Com seu olhar materialista Caio nos dá uma excelente fonte de recursos diversos, onde
bebemos e outra gerações beberão, pois é uma obra que perpassa as gerações e com seus
críticos e admi5radores vai atravessando o tempo.
Os ibéricos são conceituados por Sérgio Buarque como aventureiros, ou seja, aquele
que pensa diretamente no objetivo final, busca novas experiências e a mira de seu
esforço tem tanta relevância capital que chega a dispensar os processos intermediários
para chegar ao ponto final. Quer ganhar dinheiro fácil.
Ao contrário do trabalhador – que estima a segurança e o esforço, que enxerga primeiro
o obstáculo a vencer e aceita compensações em longo prazo – o português chegou ao
Brasil graças a seu espírito aventureiro. E aqui permaneceu graças a sua grande
capacidade de adaptação.
Unindo sua forte adaptabilidade e a não disposição para trabalho braçal junto à fidalguia
trazida de sua terra, o português instaurou no Brasil a lavoura de cana como ocupação
da terra e dinheiro fácil unida ao trabalho escravo que resolvia, de maneira lucrativa, a
não disposição ao trabalho, mas sim à senhoria. Antônio Cândido ainda completa:
“A lavoura de cana seria, nesse sentido, uma forma de ocupação aventureira do espaço,
não correspondendo a „uma civilização tipicamente agrícola‟ (pág. 18), mas a uma
adaptação antes primitiva ao meio, revelando baixa capacidade técnica e docilidade às
condições naturais” (p.

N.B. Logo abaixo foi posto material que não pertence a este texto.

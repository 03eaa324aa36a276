//! Device driver error types

/// Error returned by a single device driver call.
///
/// Every variant is treated as transient by the bridge: the failure is logged
/// at the call site and the next inbound update or reset tick acts as the retry.
#[derive(Debug, Clone, PartialEq, Eq, thiserror::Error)]
pub enum DriverError {
    #[error("device not connected")]
    NotConnected,

    #[error("device app not linked")]
    NotLinked,

    #[error("strength {strength} exceeds device limit {limit}")]
    StrengthOutOfRange { strength: u32, limit: u32 },

    #[error("command rejected by device: {0}")]
    Rejected(String),

    #[error("transport error: {0}")]
    Transport(String),

    #[error("device request timeout")]
    Timeout,
}

pub type Result<T> = std::result::Result<T, DriverError>;

#[cfg(test)]
mod tests {
    use super::*;

    #[test]
    fn test_error_display() {
        assert_eq!(DriverError::NotLinked.to_string(), "device app not linked");
        assert_eq!(
            DriverError::StrengthOutOfRange {
                strength: 250,
                limit: 200
            }
            .to_string(),
            "strength 250 exceeds device limit 200"
        );
        assert_eq!(
            DriverError::Transport("socket closed".to_string()).to_string(),
            "transport error: socket closed"
        );
    }
}
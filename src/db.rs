//! Database pool configuration and migrations

use anyhow::Result;
use sqlx::migrate::Migrator;
use sqlx::sqlite::{SqliteConnectOptions, SqliteJournalMode, SqlitePool, SqlitePoolOptions};
use std::str::FromStr;
use std::time::Duration;
use tracing::info;

static MIGRATOR: Migrator = sqlx::migrate!("./migrations");

/// Create the SQLite connection pool for a file-backed database
pub async fn create_pool(database_url: &str, max_connections: u32) -> Result<SqlitePool> {
    let options = SqliteConnectOptions::from_str(database_url)
        .map_err(|e| anyhow::anyhow!("Invalid database URL {}: {}", database_url, e))?
        .create_if_missing(true)
        .foreign_keys(true)
        .journal_mode(SqliteJournalMode::Wal);

    SqlitePoolOptions::new()
        // SQLite is single-writer, but can have multiple readers
        .max_connections(max_connections)
        .acquire_timeout(Duration::from_secs(10))
        .idle_timeout(Duration::from_secs(600))
        .connect_with(options)
        .await
        .map_err(|e| anyhow::anyhow!("Failed to connect to database: {}", e))
}

/// Create a pool over a private in-memory database.
///
/// Every SQLite connection to `:memory:` opens its own database, so the pool
/// is pinned to a single connection that is never recycled.
pub async fn create_memory_pool() -> Result<SqlitePool> {
    SqlitePoolOptions::new()
        .max_connections(1)
        .min_connections(1)
        .idle_timeout(None)
        .max_lifetime(None)
        .connect("sqlite::memory:")
        .await
        .map_err(|e| anyhow::anyhow!("Failed to open in-memory database: {}", e))
}

/// Apply the embedded migrations.
///
/// Uses SQLite's `_sqlx_migrations` table to track applied migrations.
pub async fn run_migrations(pool: &SqlitePool) -> Result<()> {
    let pending = MIGRATOR
        .migrations
        .iter()
        .filter(|m| !m.migration_type.is_down_migration())
        .count();
    info!("Checking {} migrations", pending);

    MIGRATOR
        .run(pool)
        .await
        .map_err(|e| anyhow::anyhow!("Migration failed: {}", e))?;

    info!("Migrations complete");
    Ok(())
}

XVI).
A vida rural foi um marco muito forte na formação da sociedade brasileira. A estrutura
de nossa sociedade colonial era rural, já que quem detinha o poder na época colonial
eram os senhores rurais.
Em 1850 instaura-se a lei Eusébio proibindo o tráfico de escravos. Entre 1851 e 1855 há
notável crescimento urbano por causa das construções das estradas de ferro. O
progresso chegando, o café como nova fonte de capital e os filhos de fazendeiros sendo
mandados para nas cidades estudarem. Dessa classe rica e intelectual veio um progresso
social que demoliu suas próprias bases: a escravidão. A partir daí, os capitais ociosos do
tráfico foram para as cidades, para investimentos e especulações.

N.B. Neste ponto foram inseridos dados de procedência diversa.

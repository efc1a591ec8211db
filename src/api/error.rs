// src/api/error.rs
// Centralized error handling for HTTP responses

use axum::{
    http::StatusCode,
    response::{IntoResponse, Response},
};
use std::fmt;
use tracing::error;

use super::pages;
use crate::auth::AuthError;
use crate::contact::ContactError;

/// Error rendered to the browser as an HTML page
#[derive(Debug)]
pub struct ApiError {
    pub message: String,
    pub status_code: StatusCode,
}

impl ApiError {
    /// Create a new internal server error
    pub fn internal(message: impl Into<String>) -> Self {
        Self {
            message: message.into(),
            status_code: StatusCode::INTERNAL_SERVER_ERROR,
        }
    }

    /// Create a new not found error
    pub fn not_found(message: impl Into<String>) -> Self {
        Self {
            message: message.into(),
            status_code: StatusCode::NOT_FOUND,
        }
    }
}

impl fmt::Display for ApiError {
    fn fmt(&self, f: &mut fmt::Formatter<'_>) -> fmt::Result {
        write!(f, "{}", self.message)
    }
}

impl std::error::Error for ApiError {}

impl IntoResponse for ApiError {
    fn into_response(self) -> Response {
        (self.status_code, pages::error_page(self.status_code, &self.message)).into_response()
    }
}

// Infrastructure faults are logged in full but shown to the user generically.
impl From<AuthError> for ApiError {
    fn from(err: AuthError) -> Self {
        error!("Authentication backend failure: {}", err);
        ApiError::internal("Something went wrong while signing you in.")
    }
}

impl From<ContactError> for ApiError {
    fn from(err: ContactError) -> Self {
        error!("Contact submission failure: {}", err);
        ApiError::internal("Your message could not be saved. Please try again.")
    }
}

/// Result type alias for handlers
pub type ApiResult<T> = Result<T, ApiError>;
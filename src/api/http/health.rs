// src/api/http/health.rs
//
// Health check endpoint for load balancers.

use axum::{Json, extract::State, http::StatusCode, response::IntoResponse};
use serde::Serialize;
use std::sync::Arc;

use crate::state::AppState;

#[derive(Serialize)]
struct HealthResponse {
    status: &'static str,
    db: &'static str,
}

/// Returns 200 when the database answers, 503 otherwise.
///
/// GET /health
pub async fn health_check(State(state): State<Arc<AppState>>) -> impl IntoResponse {
    let db_ok = sqlx::query("SELECT 1").fetch_one(&state.pool).await.is_ok();

    let response = HealthResponse {
        status: if db_ok { "healthy" } else { "unhealthy" },
        db: if db_ok { "ok" } else { "error" },
    };

    if db_ok {
        (StatusCode::OK, Json(response))
    } else {
        (StatusCode::SERVICE_UNAVAILABLE, Json(response))
    }
}
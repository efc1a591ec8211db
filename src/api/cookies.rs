// src/api/cookies.rs
// Session and flash cookies

use axum_extra::extract::cookie::{Cookie, CookieJar, SameSite};

pub const SESSION_COOKIE: &str = "session_id";
pub const FLASH_COOKIE: &str = "flash";

/// The session token presented by the client, if any
pub fn session_token(jar: &CookieJar) -> Option<String> {
    jar.get(SESSION_COOKIE)
        .map(|c| c.value().to_string())
        .filter(|token| !token.is_empty())
}

pub fn with_session(jar: CookieJar, token: String, secure: bool) -> CookieJar {
    jar.add(
        Cookie::build((SESSION_COOKIE, token))
            .path("/")
            .http_only(true)
            .same_site(SameSite::Lax)
            .secure(secure),
    )
}

pub fn without_session(jar: CookieJar) -> CookieJar {
    jar.remove(Cookie::build(SESSION_COOKIE).path("/"))
}

/// Queue a one-shot message for the next rendered page
pub fn with_flash(jar: CookieJar, message: &str) -> CookieJar {
    jar.add(
        Cookie::build((FLASH_COOKIE, urlencoding::encode(message).into_owned()))
            .path("/")
            .http_only(true)
            .same_site(SameSite::Lax),
    )
}

/// Read and clear the pending flash message
pub fn take_flash(jar: CookieJar) -> (CookieJar, Option<String>) {
    let message = jar
        .get(FLASH_COOKIE)
        .and_then(|c| urlencoding::decode(c.value()).ok().map(|m| m.into_owned()))
        .filter(|m| !m.is_empty());

    match message {
        Some(message) => (jar.remove(Cookie::build(FLASH_COOKIE).path("/")), Some(message)),
        None => (jar, None),
    }
}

Aqui nessa época Sérgio Buarque enfoca a enorme incompatibilidade entre o mundo
tradicional e o moderno, entre rural e urbano. O Brasil não tinha estrutura econômica,
política e social para desenvolver a indústria e o comércio. Os homens do campo que
migravam para a cidade eram os mais importantes, os colonos que diziam que o
trabalho físico não dignificava o homem, mas sim o intelectual. Dessa forma, é possível
imaginar as dificuldades que chegaram com a Revolução Industrial, onde o homem vira
máquina.
Assim, a vida na cidade se desenvolveu de forma desorganizada e prematura, o que nos
leva ao capítulo seguinte: o estudo da importância da cidade como instrumento de
dominação e como ela foi fundada nesse sentido.

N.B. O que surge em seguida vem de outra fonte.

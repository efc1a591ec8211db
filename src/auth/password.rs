// src/auth/password.rs

use bcrypt::{hash, verify};
use tracing::warn;

use super::AuthError;

pub fn hash_password(password: &str, cost: u32) -> Result<String, AuthError> {
    Ok(hash(password, cost)?)
}

/// Check `password` against a stored bcrypt hash.
///
/// A stored hash that cannot be parsed counts as a mismatch.
pub fn verify_password(password: &str, hash: &str) -> bool {
    match verify(password, hash) {
        Ok(matches) => matches,
        Err(e) => {
            warn!("Stored password hash could not be verified: {}", e);
            false
        }
    }
}

/// Hash on the blocking pool; bcrypt would otherwise stall a runtime worker.
pub async fn spawn_hash_password(password: &str, cost: u32) -> Result<String, AuthError> {
    let password = password.to_owned();
    tokio::task::spawn_blocking(move || hash_password(&password, cost)).await?
}

/// Verify on the blocking pool.
pub async fn spawn_verify_password(password: &str, hash: String) -> Result<bool, AuthError> {
    let password = password.to_owned();
    Ok(tokio::task::spawn_blocking(move || verify_password(&password, &hash)).await?)
}
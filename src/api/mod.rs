// src/api/mod.rs
// HTTP surface: routing table, handlers, pages and cookies

pub mod cookies;
pub mod error;
pub mod http;
pub mod pages;

pub use error::{ApiError, ApiResult};

use axum::{
    Router,
    http::{StatusCode, header},
    response::{IntoResponse, Response},
    routing::get,
};
use std::sync::Arc;
use tower_http::trace::TraceLayer;

use crate::state::AppState;

/// Build the application router
pub fn create_router(state: Arc<AppState>) -> Router {
    Router::new()
        .route("/", get(http::auth::index))
        .route("/login", get(http::auth::login_form).post(http::auth::login))
        .route("/logout", get(http::auth::logout))
        .route(
            "/contact",
            get(http::contact::contact_form).post(http::contact::submit_contact),
        )
        .route("/health", get(http::health_check))
        .fallback(not_found)
        .layer(TraceLayer::new_for_http())
        .with_state(state)
}

/// 302 Found pointing at `location`
pub fn found(location: &'static str) -> Response {
    (StatusCode::FOUND, [(header::LOCATION, location)]).into_response()
}

async fn not_found() -> ApiError {
    ApiError::not_found("Page not found")
}
// tests/common/mod.rs
// Shared test utilities: an in-memory app and a cookie-aware client

#![allow(dead_code)]

use axum::Router;
use axum::body::Body;
use axum::http::{Request, Response, StatusCode, header};
use std::collections::HashMap;
use std::sync::Arc;
use tower::ServiceExt;

use contact_portal::contact::SqliteContactSink;
use contact_portal::db::{create_memory_pool, run_migrations};
use contact_portal::session::InMemorySessionStore;
use contact_portal::{AppState, PortalConfig, create_router};

pub const TEST_USERNAME: &str = "testuser";
pub const TEST_PASSWORD: &str = "testpass123";

pub struct TestApp {
    pub router: Router,
    pub state: Arc<AppState>,
    pub contact_sink: Arc<SqliteContactSink>,
    cookies: HashMap<String, String>,
}

pub struct TestResponse {
    pub status: StatusCode,
    pub location: Option<String>,
    pub body: String,
}

impl TestResponse {
    pub fn body_lower(&self) -> String {
        self.body.to_lowercase()
    }
}

/// Build the app over a fresh in-memory database seeded with the test user
pub async fn spawn_app() -> TestApp {
    let config = PortalConfig {
        bcrypt_cost: 4,
        ..PortalConfig::default()
    };

    let pool = create_memory_pool().await.unwrap();
    run_migrations(&pool).await.unwrap();

    let sessions = Arc::new(InMemorySessionStore::new(config.session_ttl()));
    let contact_sink = Arc::new(SqliteContactSink::new(pool.clone()));
    let state = Arc::new(AppState::with_stores(
        pool,
        config,
        sessions,
        contact_sink.clone(),
    ));

    state
        .users
        .create_user(TEST_USERNAME, TEST_PASSWORD)
        .await
        .unwrap();

    TestApp {
        router: create_router(state.clone()),
        state,
        contact_sink,
        cookies: HashMap::new(),
    }
}

fn form_body(fields: &[(&str, &str)]) -> String {
    fields
        .iter()
        .map(|(k, v)| format!("{}={}", urlencoding::encode(k), urlencoding::encode(v)))
        .collect::<Vec<_>>()
        .join("&")
}

impl TestApp {
    pub async fn get(&mut self, path: &str) -> TestResponse {
        let request = Request::builder()
            .method("GET")
            .uri(path)
            .body(Body::empty())
            .unwrap();
        self.send(request).await
    }

    pub async fn post_form(&mut self, path: &str, fields: &[(&str, &str)]) -> TestResponse {
        let request = Request::builder()
            .method("POST")
            .uri(path)
            .header(header::CONTENT_TYPE, "application/x-www-form-urlencoded")
            .body(Body::from(form_body(fields)))
            .unwrap();
        self.send(request).await
    }

    /// POST an arbitrary body, optionally with a Content-Type
    pub async fn post_raw(
        &mut self,
        path: &str,
        content_type: Option<&str>,
        body: &str,
    ) -> TestResponse {
        let mut builder = Request::builder().method("POST").uri(path);
        if let Some(content_type) = content_type {
            builder = builder.header(header::CONTENT_TYPE, content_type);
        }
        let request = builder.body(Body::from(body.to_string())).unwrap();
        self.send(request).await
    }

    /// Follow redirects with GET until a non-redirect response arrives
    pub async fn follow(&mut self, mut response: TestResponse) -> TestResponse {
        for _ in 0..5 {
            if !response.status.is_redirection() {
                return response;
            }
            let location = response.location.clone().expect("redirect without Location");
            response = self.get(&location).await;
        }
        panic!("too many redirects");
    }

    pub async fn login(&mut self, username: &str, password: &str) -> TestResponse {
        self.post_form("/login", &[("username", username), ("password", password)])
            .await
    }

    pub fn session_cookie(&self) -> Option<&str> {
        self.cookies.get("session_id").map(String::as_str)
    }

    pub fn set_cookie(&mut self, name: &str, value: &str) {
        self.cookies.insert(name.to_string(), value.to_string());
    }

    async fn send(&mut self, mut request: Request<Body>) -> TestResponse {
        if !self.cookies.is_empty() {
            let cookie_header = self
                .cookies
                .iter()
                .map(|(k, v)| format!("{}={}", k, v))
                .collect::<Vec<_>>()
                .join("; ");
            request
                .headers_mut()
                .insert(header::COOKIE, cookie_header.parse().unwrap());
        }

        let response = self.router.clone().oneshot(request).await.unwrap();
        self.store_cookies(&response);

        let status = response.status();
        let location = response
            .headers()
            .get(header::LOCATION)
            .map(|v| v.to_str().unwrap().to_string());
        let bytes = axum::body::to_bytes(response.into_body(), usize::MAX)
            .await
            .unwrap();

        TestResponse {
            status,
            location,
            body: String::from_utf8(bytes.to_vec()).unwrap(),
        }
    }

    fn store_cookies(&mut self, response: &Response<Body>) {
        for value in response.headers().get_all(header::SET_COOKIE) {
            let raw = value.to_str().unwrap();
            let pair = raw.split(';').next().unwrap_or("");
            let Some((name, value)) = pair.split_once('=') else {
                continue;
            };
            let name = name.trim().to_string();
            let value = value.trim().to_string();

            let lower = raw.to_ascii_lowercase();
            if value.is_empty() || lower.contains("max-age=0") {
                self.cookies.remove(&name);
            } else {
                self.cookies.insert(name, value);
            }
        }
    }
}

Aqui Sérgio Buarque prende-se um pouco nas colonizações portuguesa e espanhola,
identificando-os como semeador e ladrilhador. O ladrilhador seria o espanhol que
coloniza parte da América construindo cidades planejadas, com a intenção de
estabelecer um prolongamento estável na Metrópole. Suas cidades eram construídas nas
regiões internas do continente tomando conta, assim, de toda cultura local.
Os portugueses, semeadores, agarraram-se ao litoral semeando cidades irregulares, sem
ordem e sem objetivos fortes de dominar a cultura do local, norteados por uma política
de feitoria, querendo fortuna rápida para tornarem-se nobres.
A urbanização no Brasil, irregular que foi, criou um desequilíbrio social. O peso da
família tradicional dificultou a formação da sociedade urbana moderna.
No Brasil, círculo familiar e família patriarcal, muitas vezes são confundidos com
Estado. Sérgio Buarque afirma e reafirma que são completamente diferentes, explicando
que um comportamento pessoal e familiar não funciona numa burocracia democrática,
pois um é individual e o outro é coletivo, um é privado e o outro é público.
“O Estado não é uma ampliação do círculo familiar e, ainda menos, uma integração de
certos agrupamentos, de certas vontades particularistas, de que a família é o melhor
exemplo. (…) Há nesse fato um triunfo do geral sobre o particular, do intelectual sobre
o material, do abstrato sobre o corpóreo e não uma depuração sucessiva” (p. 101).